Белый понял, что говорить не о чем, и ответил с презрительным бешенством:
— Schwierigkeiten mit dem Wohnungsamt!
Может быть, с того дня он и запил.
Он жил в Цоссене, под Берлином, недалеко от кладбища, в доме какого-то гробовщика.[10] Мы встретились летом 1922 г., когда я приехал из России. Теперь он был совсем уже сед. Глаза еще более выцвели — стали почти что белыми.

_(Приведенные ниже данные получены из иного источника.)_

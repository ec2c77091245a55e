//! 22.10 fixed-point numbers.
//!
//! All sub-pixel layout math (run widths, pen positions, line heights) is
//! accumulated in [`Fixed`] so that summing many measured spans does not
//! drift the way repeated float rounding would. Values cross the public API
//! as whole pixels; [`Fixed::to_px`] rounds half up.

use std::fmt;
use std::iter::Sum;
use std::ops::{Add, AddAssign, Sub, SubAssign};

use serde::Serialize;

/// A signed 22.10 fixed-point number: 22 integer bits, 10 fraction bits.
///
/// Arithmetic saturates instead of wrapping.
#[derive(Debug, Clone, Copy, Default, PartialEq, Eq, PartialOrd, Ord, Hash, Serialize)]
#[serde(transparent)]
pub struct Fixed(i32);

impl Fixed {
    /// Number of fraction bits.
    pub const RADIX_POINT: u32 = 10;

    const ONE_RAW: i32 = 1 << Self::RADIX_POINT;
    const HALF_RAW: i64 = 1 << (Self::RADIX_POINT - 1);

    /// Zero.
    pub const ZERO: Self = Self(0);
    /// One pixel.
    pub const ONE: Self = Self(Self::ONE_RAW);
    /// Largest representable value.
    pub const MAX: Self = Self(i32::MAX);
    /// Largest whole pixel count that converts without saturating.
    pub const MAX_PX: u32 = (i32::MAX >> Self::RADIX_POINT) as u32;

    /// Wrap a raw 22.10 bit pattern.
    #[must_use]
    pub const fn from_raw(raw: i32) -> Self {
        Self(raw)
    }

    /// The raw 22.10 bit pattern.
    #[must_use]
    pub const fn raw(self) -> i32 {
        self.0
    }

    /// Convert whole pixels, saturating at [`Fixed::MAX`].
    #[must_use]
    pub const fn from_px(px: u32) -> Self {
        if px > Self::MAX_PX {
            Self::MAX
        } else {
            Self((px as i32) << Self::RADIX_POINT)
        }
    }

    /// Convert a float pixel quantity, rounding half up to the nearest
    /// 1/1024 px. NaN converts to zero; out-of-range values saturate.
    #[must_use]
    pub fn from_f32(px: f32) -> Self {
        let scaled = (px * Self::ONE_RAW as f32 + 0.5).floor();
        Self(scaled as i32)
    }

    /// Convert to whole pixels, rounding half up. Negative values clamp to
    /// zero since every API-visible quantity is non-negative.
    #[must_use]
    pub const fn to_px(self) -> u32 {
        if self.0 <= 0 {
            return 0;
        }
        ((self.0 as i64 + Self::HALF_RAW) >> Self::RADIX_POINT) as u32
    }

    /// Convert to a float pixel quantity.
    #[must_use]
    pub fn to_f32(self) -> f32 {
        self.0 as f32 / Self::ONE_RAW as f32
    }
}

impl Add for Fixed {
    type Output = Self;

    fn add(self, rhs: Self) -> Self {
        Self(self.0.saturating_add(rhs.0))
    }
}

impl AddAssign for Fixed {
    fn add_assign(&mut self, rhs: Self) {
        *self = *self + rhs;
    }
}

impl Sub for Fixed {
    type Output = Self;

    fn sub(self, rhs: Self) -> Self {
        Self(self.0.saturating_sub(rhs.0))
    }
}

impl SubAssign for Fixed {
    fn sub_assign(&mut self, rhs: Self) {
        *self = *self - rhs;
    }
}

impl Sum for Fixed {
    fn sum<I: Iterator<Item = Self>>(iter: I) -> Self {
        iter.fold(Self::ZERO, Add::add)
    }
}

impl fmt::Display for Fixed {
    fn fmt(&self, f: &mut fmt::Formatter<'_>) -> fmt::Result {
        write!(f, "{}px", self.to_f32())
    }
}

#[cfg(test)]
mod tests {
    use super::*;

    #[test]
    fn test_px_round_trip() {
        assert_eq!(Fixed::from_px(0).to_px(), 0);
        assert_eq!(Fixed::from_px(17).to_px(), 17);
        assert_eq!(Fixed::from_px(17).raw(), 17 * 1024);
    }

    #[test]
    fn test_to_px_rounds_half_up() {
        // 2.5px rounds up, 2.499px rounds down.
        assert_eq!(Fixed::from_raw(2 * 1024 + 512).to_px(), 3);
        assert_eq!(Fixed::from_raw(2 * 1024 + 511).to_px(), 2);
        assert_eq!(Fixed::from_raw(2 * 1024 + 1023).to_px(), 3);
    }

    #[test]
    fn test_negative_clamps_to_zero() {
        assert_eq!(Fixed::from_raw(-5000).to_px(), 0);
        assert_eq!((Fixed::from_px(1) - Fixed::from_px(4)).to_px(), 0);
    }

    #[test]
    fn test_from_f32_rounds_half_up() {
        assert_eq!(Fixed::from_f32(9.6).raw(), 9830);
        assert_eq!(Fixed::from_f32(0.5 / 1024.0).raw(), 1);
        assert_eq!(Fixed::from_f32(f32::NAN), Fixed::ZERO);
        assert_eq!(Fixed::from_f32(1.0e12), Fixed::MAX);
    }

    #[test]
    fn test_from_px_saturates() {
        assert_eq!(Fixed::from_px(u32::MAX), Fixed::MAX);
        assert_eq!(Fixed::from_px(Fixed::MAX_PX).to_px(), Fixed::MAX_PX);
    }

    #[test]
    fn test_arithmetic_saturates() {
        assert_eq!(Fixed::MAX + Fixed::ONE, Fixed::MAX);
        let sum: Fixed = [Fixed::from_f32(0.25); 8].into_iter().sum();
        assert_eq!(sum, Fixed::from_px(2));
    }

    #[test]
    fn test_accumulation_beats_per_span_rounding() {
        // Ten spans of 4.4px each: rounding each span first would give 40px.
        let total: Fixed = (0..10).map(|_| Fixed::from_f32(4.4)).sum();
        assert_eq!(total.to_px(), 44);
    }
}
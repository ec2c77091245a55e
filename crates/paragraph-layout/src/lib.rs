//! Inline line layout for the paragraph engine.
//!
//! A [`Context`] wraps the client's collaborators and logging; each
//! [`Paragraph`] created from it holds inline content and lays it out one
//! line at a time.
//!
//! ```
//! use paragraph_layout::{
//!     ApproximateMetrics, Context, LineSink, ParagraphClient, Position, Result, TextMetrics,
//!     TextSpan,
//! };
//!
//! struct Client;
//!
//! impl ParagraphClient for Client {
//!     type Style = f32;
//!     type Text = &'static str;
//!     type Handle = ();
//!
//!     fn text_get(&self, text: &&'static str) -> Result<String> {
//!         Ok((*text).to_string())
//!     }
//!
//!     fn measure_text(&self, text: &str, font_size: &f32) -> Result<TextMetrics> {
//!         Ok(ApproximateMetrics::default().measure(text, *font_size))
//!     }
//!
//!     fn measure_float(&self, _: &(), _: &f32) -> Result<u32> {
//!         Ok(0)
//!     }
//! }
//!
//! struct Lines(Vec<String>);
//!
//! impl LineSink<f32, ()> for Lines {
//!     fn layout_text(&mut self, _: &(), _: &f32, span: TextSpan<'_>, _: Position) -> Result<()> {
//!         self.0.push(span.text.to_string());
//!         Ok(())
//!     }
//! }
//!
//! let ctx = Context::new(Client);
//! let mut para = ctx.paragraph((), &10.0);
//! para.add_text("Hello wide world", ())?;
//!
//! let mut lines = Lines(Vec::new());
//! while para.layout_next_line(65, &mut lines)?.has_more() {}
//! assert_eq!(lines.0, ["Hello wide ", "world"]);
//! # Ok::<(), paragraph_layout::ParagraphError>(())
//! ```

pub mod client;
pub mod context;
pub mod line;
pub mod paragraph;
mod segment;
pub mod width;

pub use client::{ApproximateMetrics, LineSink, ParagraphClient, Position, TextMetrics, TextSpan};
pub use context::Context;
pub use line::{BreakerState, LineOutcome, LineStatus};
pub use paragraph::{Paragraph, ParagraphContent, Params};
pub use width::MinMaxWidth;

pub use paragraph_common::{
    FacadeSink, Fixed, LogConfig, LogLevel, LogSink, ParagraphError, Result, StderrSink,
};
pub use paragraph_content::{ContentId, ContentKind, ContentParams, InsertAt};
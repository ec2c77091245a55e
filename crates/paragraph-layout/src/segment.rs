//! Break opportunities and the breakable units between them.
//!
//! Text is segmented with the Unicode line breaking algorithm (UAX #14) run
//! over the paragraph's aggregate text, so opportunities are found across
//! entry boundaries exactly as they would be in one string. Replaced boxes
//! are atomic units with an opportunity on both sides. A float met before
//! any visible content is a step of its own; one met inside a word rides
//! along with that word's unit and leaves the flow after it.

use std::ops::Range;

use paragraph_common::{Fixed, ParagraphError, Result};
use paragraph_content::{Content, ContentId, ContentModel, Entry};
use smallvec::{Array, SmallVec};
use unicode_linebreak::{BreakOpportunity, linebreaks};

use crate::client::ParagraphClient;

/// A position before which a line may end.
#[derive(Debug, Clone, Copy, PartialEq, Eq)]
pub(crate) struct BreakPoint {
    /// Byte offset into the aggregate text.
    pub at: usize,
    /// The line must end here (preceded by a hard line break character).
    pub forced: bool,
}

/// Break opportunities of the aggregate text, rebuilt when the content
/// revision moves.
#[derive(Debug, Default)]
pub(crate) struct BreakTable {
    revision: Option<u64>,
    points: Vec<BreakPoint>,
}

impl BreakTable {
    pub fn refresh<S, T, H>(&mut self, content: &mut ContentModel<S, T, H>) -> Result<()> {
        let revision = content.revision();
        if self.revision == Some(revision) {
            return Ok(());
        }
        self.revision = None;
        self.points.clear();
        let text = content.aggregate_text()?;
        for (at, opportunity) in linebreaks(text) {
            let forced = matches!(opportunity, BreakOpportunity::Mandatory)
                && text[..at].chars().next_back().is_some_and(is_hard_break);
            self.points.try_reserve(1)?;
            self.points.push(BreakPoint { at, forced });
        }
        self.revision = Some(revision);
        Ok(())
    }

    /// First opportunity strictly after `pos`.
    fn next_after(&self, pos: usize) -> Option<BreakPoint> {
        let index = self.points.partition_point(|point| point.at <= pos);
        self.points.get(index).copied()
    }
}

/// UAX #14 classes BK, CR, LF and NL.
const fn is_hard_break(c: char) -> bool {
    matches!(
        c,
        '\n' | '\r' | '\u{0B}' | '\u{0C}' | '\u{85}' | '\u{2028}' | '\u{2029}'
    )
}

/// White space that hangs past the end of a line. No-break spaces do not.
fn hangs(c: char) -> bool {
    c.is_whitespace() && !matches!(c, '\u{A0}' | '\u{2007}' | '\u{202F}')
}

/// Where in-flow walking resumes: an entry and a byte offset into its text.
#[derive(Debug, Clone, Copy, Default, PartialEq, Eq)]
pub(crate) struct Cursor {
    entry: Option<ContentId>,
    offset: usize,
}

impl Cursor {
    pub fn start<S, T, H>(content: &ContentModel<S, T, H>) -> Self {
        Self {
            entry: content.first(),
            offset: 0,
        }
    }
}

/// One piece of a breakable unit.
#[derive(Debug, Clone, PartialEq, Eq)]
pub(crate) enum Piece {
    /// Bytes of a text entry, relative to that entry's text.
    Text { id: ContentId, range: Range<usize> },
    Replaced(ContentId),
    /// Inline start or end; occupies no space.
    Marker(ContentId),
}

/// Content between two consecutive break opportunities.
#[derive(Debug)]
pub(crate) struct Unit {
    pub pieces: SmallVec<[Piece; 4]>,
    /// Floats met inside the unit, taken out of flow once it is placed.
    pub floats: SmallVec<[ContentId; 1]>,
    /// The opportunity ending this unit is a forced break.
    pub forced: bool,
}

#[derive(Debug)]
pub(crate) enum Step {
    /// A float to take out of flow.
    Float(ContentId),
    Unit(Unit),
}

/// Measured extent of a unit.
#[derive(Debug)]
pub(crate) struct Measured {
    /// Advance of every piece, in piece order.
    pub advances: SmallVec<[Fixed; 4]>,
    pub width: Fixed,
    /// Width excluding hanging trailing white space.
    pub fit: Fixed,
    pub height: Fixed,
    pub baseline: Fixed,
    /// Whether the unit holds any text or replaced content.
    pub visible: bool,
}

pub(crate) fn try_push<A: Array>(vec: &mut SmallVec<A>, item: A::Item) -> Result<()> {
    vec.try_reserve(1).map_err(|_| ParagraphError::OutOfMemory)?;
    vec.push(item);
    Ok(())
}

/// Walks content from a cursor one step at a time.
pub(crate) struct Walker<'a, S, T, H> {
    content: &'a ContentModel<S, T, H>,
    breaks: &'a BreakTable,
}

impl<'a, S, T, H> Walker<'a, S, T, H> {
    pub const fn new(content: &'a ContentModel<S, T, H>, breaks: &'a BreakTable) -> Self {
        Self { content, breaks }
    }

    pub fn entry(&self, id: ContentId) -> Result<&'a Entry<S, T, H>> {
        self.content
            .get(id)
            .ok_or(ParagraphError::BadParam("stale content handle"))
    }

    fn after(&self, id: ContentId) -> Cursor {
        Cursor {
            entry: self.content.next(id),
            offset: 0,
        }
    }

    /// The next float or unit at `cursor`, and the cursor just past it.
    pub fn next_step(&self, mut cursor: Cursor) -> Result<Option<(Step, Cursor)>> {
        let mut pieces: SmallVec<[Piece; 4]> = SmallVec::new();
        let mut floats: SmallVec<[ContentId; 1]> = SmallVec::new();
        let mut visible = false;

        while let Some(id) = cursor.entry {
            match self.entry(id)?.content() {
                Content::Float => {
                    if pieces.is_empty() {
                        return Ok(Some((Step::Float(id), self.after(id))));
                    }
                    if !visible {
                        break;
                    }
                    try_push(&mut floats, id)?;
                    cursor = self.after(id);
                }
                Content::Replaced { .. } => {
                    if visible {
                        break;
                    }
                    try_push(&mut pieces, Piece::Replaced(id))?;
                    let unit = Unit {
                        pieces,
                        floats,
                        forced: false,
                    };
                    return Ok(Some((Step::Unit(unit), self.after(id))));
                }
                Content::InlineStart | Content::InlineEnd => {
                    try_push(&mut pieces, Piece::Marker(id))?;
                    cursor = self.after(id);
                }
                Content::Text { text, .. } => {
                    let span = self
                        .content
                        .text_range(id)
                        .ok_or(ParagraphError::BadParam("aggregate text is stale"))?;
                    let pos = span.start + cursor.offset;
                    if pos >= span.end {
                        cursor = self.after(id);
                        continue;
                    }
                    match self.breaks.next_after(pos) {
                        Some(point) if point.at <= span.end => {
                            let end = point.at - span.start;
                            try_push(
                                &mut pieces,
                                Piece::Text {
                                    id,
                                    range: cursor.offset..end,
                                },
                            )?;
                            let next = if end < text.len() {
                                Cursor {
                                    entry: Some(id),
                                    offset: end,
                                }
                            } else {
                                self.after(id)
                            };
                            let unit = Unit {
                                pieces,
                                floats,
                                forced: point.forced,
                            };
                            return Ok(Some((Step::Unit(unit), next)));
                        }
                        _ => {
                            try_push(
                                &mut pieces,
                                Piece::Text {
                                    id,
                                    range: cursor.offset..text.len(),
                                },
                            )?;
                            visible = true;
                            cursor = self.after(id);
                        }
                    }
                }
            }
        }

        if pieces.is_empty() {
            return Ok(None);
        }
        let unit = Unit {
            pieces,
            floats,
            forced: false,
        };
        Ok(Some((Step::Unit(unit), cursor)))
    }

    /// Whether anything other than inline markers remains at `cursor`.
    pub fn has_more(&self, cursor: Cursor) -> bool {
        let mut cursor = cursor;
        while let Some(id) = cursor.entry {
            match self.content.get(id).map(Entry::content) {
                Some(Content::Float | Content::Replaced { .. }) => return true,
                Some(Content::Text { text, .. }) if cursor.offset < text.len() => return true,
                _ => cursor = self.after(id),
            }
        }
        false
    }

    /// The bytes, style and handle behind a text piece.
    pub fn text_of(
        &self,
        id: ContentId,
        range: &Range<usize>,
    ) -> Result<(&'a str, &'a Entry<S, T, H>)> {
        let entry = self.entry(id)?;
        let text = entry
            .text()
            .and_then(|text| text.get(range.clone()))
            .ok_or(ParagraphError::BadParam("text piece out of range"))?;
        Ok((text, entry))
    }
}

/// Measure a unit through the client, piece by piece.
pub(crate) fn measure_unit<C: ParagraphClient>(
    client: &C,
    walker: &Walker<'_, C::Style, C::Text, C::Handle>,
    unit: &Unit,
) -> Result<Measured> {
    let mut measured = Measured {
        advances: SmallVec::new(),
        width: Fixed::ZERO,
        fit: Fixed::ZERO,
        height: Fixed::ZERO,
        baseline: Fixed::ZERO,
        visible: false,
    };

    for piece in &unit.pieces {
        let advance = match piece {
            Piece::Text { id, range } => {
                let (text, entry) = walker.text_of(*id, range)?;
                let metrics = client.measure_text(text, entry.style())?;
                measured.height = measured.height.max(metrics.height);
                measured.baseline = measured.baseline.max(metrics.baseline);
                measured.visible = true;
                metrics.width
            }
            Piece::Replaced(id) => {
                let (width, height) = match walker.entry(*id)?.content() {
                    Content::Replaced { width, height } => (*width, *height),
                    _ => (0, 0),
                };
                measured.height = measured.height.max(Fixed::from_px(height));
                measured.visible = true;
                Fixed::from_px(width)
            }
            Piece::Marker(_) => Fixed::ZERO,
        };
        try_push(&mut measured.advances, advance)?;
        measured.width += advance;
    }

    let mut hang = Fixed::ZERO;
    for (piece, advance) in unit.pieces.iter().zip(&measured.advances).rev() {
        match piece {
            Piece::Marker(_) => {}
            Piece::Replaced(_) => break,
            Piece::Text { id, range } => {
                let (text, entry) = walker.text_of(*id, range)?;
                let kept = text.trim_end_matches(hangs);
                if kept.len() == text.len() {
                    break;
                }
                if kept.is_empty() {
                    hang += *advance;
                    continue;
                }
                hang += *advance - client.measure_text(kept, entry.style())?.width;
                break;
            }
        }
    }
    measured.fit = (measured.width - hang).clamp(Fixed::ZERO, measured.width);
    Ok(measured)
}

С осени он переехал в город — и весь русский Берлин стал любопытным и злым свидетелем его истерики. Ее видели, ей радовались, над ней насмехались слишком многие. Скажу о ней покороче. Выражалась она главным образом в пьяных танцах, которым он предавался в разных берлинских Dielen. Не в том дело, что танцевал он плохо, а в том, что он танцевал страшно. В однообразную толчею фокстротов вносил он свои «вариации» — искаженный отсвет неизменного своеобразия, которое он проявлял во всем, за что бы ни брался. Танец в его исполнении превращался в чудовищную мимодраму, порой даже и непристойную. Он приглашал незнакомых дам. Те, которые были посмелее, шли, чтобы позабавиться и позабавить своих спутников. Другие отказывались — в Берлине это почти оскорбление. Третьим запрещали мужья, отцы. То был не просто танец пьяного человека: то было, конечно, символическое попрание лучшего в самом себе, кощунство над собой, дьявольская гримаса себе самому — чтобы через себя показать ее Дорнаху. Дорнах не выходил у него из головы. По всякому поводу он мыслию возвращался к Штейнеру. Однажды, едучи со мной в Untergrund,е и нечаянно поступая вполне по-прутковски: русские, окружающим непонятные слова шепча на ухо, а немецкие выкрикивая на весь вагон, он сказал мне:
— Хочется вот поехать в Дорнах, да крикнуть д-ру Штейнеру, как уличные мальчишки кричат: Herr Doktor, Sie sind ein alter Affe!